Animal studies carried out have shown insufficient with respect to effects on pregnancy, embryonal/foetal development, parturition or postnatal development, therefore, the potential risk for humans is unknown.

Breastfeeding

There is insufficient information for the excretion of bezafibrate or its metabolites into breast milk.

Bezatard®XL 400mg Tablets should not be used during pregnancy or lactation unless clearly indicated.

4.9. Overdose

There is no specific antidote. Therefore, appropriate symptomatic therapy is recommended in case of overdose. In patients with normal renal function, forced diuresis can be attempted to accelerate elimination.

No specific effects of acute overdose are known with the exception of rhabdomyolysis. In cases of rhabdomyolysis bezafibrate must be stopped immediately and renal function carefully monitored.

5.1. Pharmacodynamic properties

ATC Code: C10AB02

Bezafibrate lowers the raised levels of serum cholesterol and triglycerides (lowers low density lipoproteins (LDL) and very low lipoprotein (VLDL) levels, and raises the lowered high density lipoproteins (HDL) levels), this is achieved by stimulating the lipoprotein lipase and hepatic lipase, and by suppressing the 3 HMGCo-A reductase activity, and thereby simulating the LDL receptors on the cell plasma membranes.

Thus enabling the LDL levels to be reduced to a more normal level.

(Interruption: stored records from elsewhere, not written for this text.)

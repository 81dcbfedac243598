mod common;

use common::*;
use order_sync::domain::order::MaterializeOutcome;
use order_sync::services::materializer::{EnginePolicies, GuestPolicy, materialize_order};

const DB: &str = "order_sync_test_materializer";

// ── 1. create_order_from_event ─────────────────────────────────────────────

#[tokio::test]
async fn create_order_from_event() {
    let pool = setup_pool(DB).await;
    let gateway = MockGateway::new();
    let event = make_event("cs_create_1", Some("user-1"), 2500);

    let outcome = materialize_order(
        &pool,
        &gateway,
        &event,
        GuestPolicy::Skip,
        &EnginePolicies::default(),
        "test",
        "created",
    )
    .await
    .unwrap();
    assert!(matches!(outcome, MaterializeOutcome::Created { .. }));

    let row = get_order(&pool, "cs_create_1").await.unwrap();
    assert_eq!(row.user_id.as_deref(), Some("user-1"));
    assert_eq!(row.total_cents, 2500);
    assert_eq!(row.verification_status, "verified");
    assert_eq!(row.fulfillment_status, "processing");
    assert!(!row.requires_manual_review);
    // Registered user: email lives on the account, not the order.
    assert!(row.customer_email.is_none());

    let audit = get_audit_rows(&pool, "cs_create_1").await;
    assert_eq!(audit, vec![("created".to_string(), "test".to_string())]);
}

// ── 2. order_number_format ─────────────────────────────────────────────────

#[tokio::test]
async fn order_number_format() {
    let pool = setup_pool(DB).await;
    let gateway = MockGateway::new();
    let event = make_event("cs_number_1", Some("user-1"), 1000);

    let outcome = materialize_order(
        &pool,
        &gateway,
        &event,
        GuestPolicy::Skip,
        &EnginePolicies::default(),
        "test",
        "created",
    )
    .await
    .unwrap();

    let MaterializeOutcome::Created { order_number, .. } = outcome else {
        panic!("expected Created");
    };
    // ORD-YYYYMMDD-NNNNNN, suffix from the store's sequence.
    let parts: Vec<&str> = order_number.split('-').collect();
    assert_eq!(parts.len(), 3);
    assert_eq!(parts[0], "ORD");
    assert_eq!(parts[1].len(), 8);
    assert!(parts[1].chars().all(|c| c.is_ascii_digit()));
    assert_eq!(parts[2].len(), 6);
    assert!(parts[2].chars().all(|c| c.is_ascii_digit()));
}

// ── 3. replay_is_idempotent ────────────────────────────────────────────────

#[tokio::test]
async fn replay_is_idempotent() {
    let pool = setup_pool(DB).await;
    seed_product(&pool, "price_rp", "widget").await;
    let gateway =
        MockGateway::new().with_items("cs_replay_1", vec![line("price_rp", 2, 1000)]);
    let event = make_event("cs_replay_1", Some("user-1"), 2000);
    let policies = EnginePolicies::default();

    let first = materialize_order(&pool, &gateway, &event, GuestPolicy::Skip, &policies, "test", "created")
        .await
        .unwrap();
    assert!(matches!(first, MaterializeOutcome::Created { .. }));

    for _ in 0..4 {
        let replay =
            materialize_order(&pool, &gateway, &event, GuestPolicy::Skip, &policies, "test", "created")
                .await
                .unwrap();
        assert!(matches!(replay, MaterializeOutcome::AlreadyProcessed));
    }

    assert_eq!(count_orders(&pool, "cs_replay_1").await, 1);
    let row = get_order(&pool, "cs_replay_1").await.unwrap();
    let items = get_items(&pool, row.id).await;
    assert_eq!(items.len(), 1, "items inserted exactly once");
}

// ── 4. unresolvable_item_is_skipped_not_fatal ──────────────────────────────

#[tokio::test]
async fn unresolvable_item_is_skipped_not_fatal() {
    let pool = setup_pool(DB).await;
    seed_product(&pool, "price_known", "widget").await;
    let gateway = MockGateway::new().with_items(
        "cs_partial_1",
        vec![line("price_known", 1, 500), line("price_unknown", 1, 700)],
    );
    let event = make_event("cs_partial_1", Some("user-1"), 1200);

    let outcome = materialize_order(
        &pool,
        &gateway,
        &event,
        GuestPolicy::Skip,
        &EnginePolicies::default(),
        "test",
        "created",
    )
    .await
    .unwrap();

    let MaterializeOutcome::Created {
        order_id,
        items_inserted,
        items_skipped,
        ..
    } = outcome
    else {
        panic!("expected Created");
    };
    assert_eq!(items_inserted, 1);
    assert_eq!(items_skipped, 1);

    let items = get_items(&pool, order_id).await;
    assert_eq!(items.len(), 1);
    assert_eq!(items[0].0, "widget");
}

// ── 5. guest_skipped_on_webhook_policy ─────────────────────────────────────

#[tokio::test]
async fn guest_skipped_on_webhook_policy() {
    let pool = setup_pool(DB).await;
    let gateway = MockGateway::new();
    // No user_id in metadata at all.
    let event = make_event("cs_guest_skip", None, 1500);

    let outcome = materialize_order(
        &pool,
        &gateway,
        &event,
        GuestPolicy::Skip,
        &EnginePolicies::default(),
        "test",
        "created",
    )
    .await
    .unwrap();
    assert!(matches!(outcome, MaterializeOutcome::GuestSkipped));
    assert_eq!(count_orders(&pool, "cs_guest_skip").await, 0);
}

// ── 6. guest_sentinel_also_skipped ─────────────────────────────────────────

#[tokio::test]
async fn guest_sentinel_also_skipped() {
    let pool = setup_pool(DB).await;
    let gateway = MockGateway::new();
    let event = make_event_with_metadata("cs_guest_lit", 1500, &[("user_id", "guest")]);

    let outcome = materialize_order(
        &pool,
        &gateway,
        &event,
        GuestPolicy::Skip,
        &EnginePolicies::default(),
        "test",
        "created",
    )
    .await
    .unwrap();
    assert!(matches!(outcome, MaterializeOutcome::GuestSkipped));
    assert_eq!(count_orders(&pool, "cs_guest_lit").await, 0);
}

// ── 7. guest_created_under_create_policy ───────────────────────────────────

#[tokio::test]
async fn guest_created_under_create_policy() {
    let pool = setup_pool(DB).await;
    let gateway = MockGateway::new();
    let event = make_event("cs_guest_create", None, 1500);

    let outcome = materialize_order(
        &pool,
        &gateway,
        &event,
        GuestPolicy::Create,
        &EnginePolicies::default(),
        "test",
        "created",
    )
    .await
    .unwrap();
    assert!(matches!(outcome, MaterializeOutcome::Created { .. }));

    let row = get_order(&pool, "cs_guest_create").await.unwrap();
    assert!(row.user_id.is_none());
    assert_eq!(row.customer_email.as_deref(), Some("shopper@example.com"));
}

// ── 8. review_verdict_persisted ────────────────────────────────────────────

#[tokio::test]
async fn review_verdict_persisted() {
    let pool = setup_pool(DB).await;
    let gateway = MockGateway::new();
    // Over both the large-order and high-points thresholds.
    let event = make_event_with_metadata(
        "cs_review_1",
        15_000,
        &[("user_id", "user-1"), ("points_used", "250")],
    );

    materialize_order(
        &pool,
        &gateway,
        &event,
        GuestPolicy::Skip,
        &EnginePolicies::default(),
        "test",
        "created",
    )
    .await
    .unwrap();

    let row = get_order(&pool, "cs_review_1").await.unwrap();
    assert!(row.requires_manual_review);
    assert_eq!(row.verification_status, "needs_review");
    assert_eq!(row.fulfillment_status, "pending");
    let reason = row.review_reason.unwrap();
    assert!(reason.contains("large order value"));
    assert!(reason.contains("high points usage"));

    let audit = get_audit_rows(&pool, "cs_review_1").await;
    assert!(audit.iter().any(|(action, _)| action == "review_flagged"));
}

// ── 9. bulk_pack_bonus_accrual ─────────────────────────────────────────────

#[tokio::test]
async fn bulk_pack_bonus_accrual() {
    let pool = setup_pool(DB).await;
    seed_product(&pool, "price_bulk", "pack-bulk").await;
    let gateway =
        MockGateway::new().with_items("cs_bonus_1", vec![line("price_bulk", 3, 2000)]);
    let event = make_event("cs_bonus_1", Some("user-bonus"), 6000);

    let outcome = materialize_order(
        &pool,
        &gateway,
        &event,
        GuestPolicy::Skip,
        &EnginePolicies::default(),
        "test",
        "created",
    )
    .await
    .unwrap();

    let MaterializeOutcome::Created { bonus_points, .. } = outcome else {
        panic!("expected Created");
    };
    assert_eq!(bonus_points, 150, "50 per unit × 3 units");

    let ledger = get_ledger(&pool, "user-bonus").await;
    assert_eq!(ledger.len(), 1);
    assert_eq!(ledger[0].kind, "earned");
    assert_eq!(ledger[0].points_amount, 150);
    assert!(ledger[0].expires_at.is_some());

    // Stored points_earned bumped by exactly the bonus (pre-bonus was 0).
    let row = get_order(&pool, "cs_bonus_1").await.unwrap();
    assert_eq!(row.points_earned, 150);
    assert_eq!(ledger[0].order_reference.as_deref(), Some(row.order_number.as_str()));

    // Recompute ran.
    assert_eq!(get_balance(&pool, "user-bonus").await, Some(150));

    // The bonus leaves its own audit trace.
    let audit = get_audit_rows(&pool, "cs_bonus_1").await;
    assert!(audit.iter().any(|(action, _)| action == "points_awarded"));
}

// ── 10. base_accrual_uses_prediscount_amount ───────────────────────────────

#[tokio::test]
async fn base_accrual_uses_prediscount_amount() {
    let pool = setup_pool(DB).await;
    let gateway = MockGateway::new();
    // Paid 4000 after discount, but earned points on the original 5000.
    let event = make_event_with_metadata(
        "cs_base_1",
        4000,
        &[
            ("user_id", "user-base"),
            ("points_earned", "50"),
            ("original_total", "5000"),
        ],
    );

    materialize_order(
        &pool,
        &gateway,
        &event,
        GuestPolicy::Skip,
        &EnginePolicies::default(),
        "test",
        "created",
    )
    .await
    .unwrap();

    let ledger = get_ledger(&pool, "user-base").await;
    assert_eq!(ledger.len(), 1);
    // Store RPC grants 1 point per whole major unit of the basis amount.
    assert_eq!(ledger[0].points_amount, 50);
    assert_eq!(get_balance(&pool, "user-base").await, Some(50));
}

// ── 11. no_points_steps_without_metadata ───────────────────────────────────

#[tokio::test]
async fn no_points_steps_without_metadata() {
    let pool = setup_pool(DB).await;
    let gateway = MockGateway::new();
    let event = make_event("cs_nopoints", Some("user-np"), 3000);

    materialize_order(
        &pool,
        &gateway,
        &event,
        GuestPolicy::Skip,
        &EnginePolicies::default(),
        "test",
        "created",
    )
    .await
    .unwrap();

    assert!(get_ledger(&pool, "user-np").await.is_empty());
    assert!(get_balance(&pool, "user-np").await.is_none());
}

// ── 12. order_survives_item_gap_and_gets_points ────────────────────────────
// Both enrichments run even when the item list is partially unresolvable.

#[tokio::test]
async fn order_survives_item_gap_and_gets_points() {
    let pool = setup_pool(DB).await;
    seed_product(&pool, "price_bulk2", "pack-bulk").await;
    let gateway = MockGateway::new().with_items(
        "cs_mixed_1",
        vec![line("price_bulk2", 1, 2000), line("price_ghost", 4, 100)],
    );
    let event = make_event("cs_mixed_1", Some("user-mixed"), 2400);

    let outcome = materialize_order(
        &pool,
        &gateway,
        &event,
        GuestPolicy::Skip,
        &EnginePolicies::default(),
        "test",
        "created",
    )
    .await
    .unwrap();

    let MaterializeOutcome::Created {
        items_inserted,
        items_skipped,
        bonus_points,
        ..
    } = outcome
    else {
        panic!("expected Created");
    };
    assert_eq!(items_inserted, 1);
    assert_eq!(items_skipped, 1);
    // Bonus counts only the resolved bulk item.
    assert_eq!(bonus_points, 50);
}

// ── 13. accrual_expiry_agrees_across_paths ─────────────────────────────────
// Base accrual (store RPC) and bonus accrual (engine insert) must use the
// same expiry interval.

#[tokio::test]
async fn accrual_expiry_agrees_across_paths() {
    let pool = setup_pool(DB).await;
    seed_product(&pool, "price_bulk3", "pack-bulk").await;
    let gateway =
        MockGateway::new().with_items("cs_expiry_1", vec![line("price_bulk3", 1, 4000)]);
    let event = make_event_with_metadata(
        "cs_expiry_1",
        4000,
        &[("user_id", "user-exp"), ("points_earned", "40")],
    );

    materialize_order(
        &pool,
        &gateway,
        &event,
        GuestPolicy::Skip,
        &EnginePolicies::default(),
        "test",
        "created",
    )
    .await
    .unwrap();

    let ledger = get_ledger(&pool, "user-exp").await;
    assert_eq!(ledger.len(), 2);
    let base = ledger
        .iter()
        .find(|row| row.description == "Order points")
        .unwrap();
    let bonus = ledger
        .iter()
        .find(|row| row.description == "Bulk pack bonus points")
        .unwrap();

    let gap = (base.expires_at.unwrap() - bonus.expires_at.unwrap())
        .num_seconds()
        .abs();
    assert!(gap < 60, "expiries diverged by {gap}s");
}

5.2. Pharmacokinetic properties

With Fibrazate® XL 400mg Tablets, a peak concentration of about 8 mg is reached after about 4 hours. The relative bioavailability of bezafibrate retard compared to the standard form is around 70%.

Distribution

Bezafibrate is highly protein bound (94-96%) and the apparent volume of distribution

is 17L.

Metabolism

50% of the administered bezafibrate dose is found in the urine as unchanged drug, and 20% in the metabolised form of glucuronides.

Elimination

Elimination is rapid and excretion almost entirely renally. 95% of the activity of 14Clabelled

drug is recovered in the urine, with 3% in the faeces within 48 hours. The rate of clearance ranges from 3.4 to 6.0 l/h. The elimination half-life is around 1-2 hours although elimination is markedly slowed in patients with limited renal function.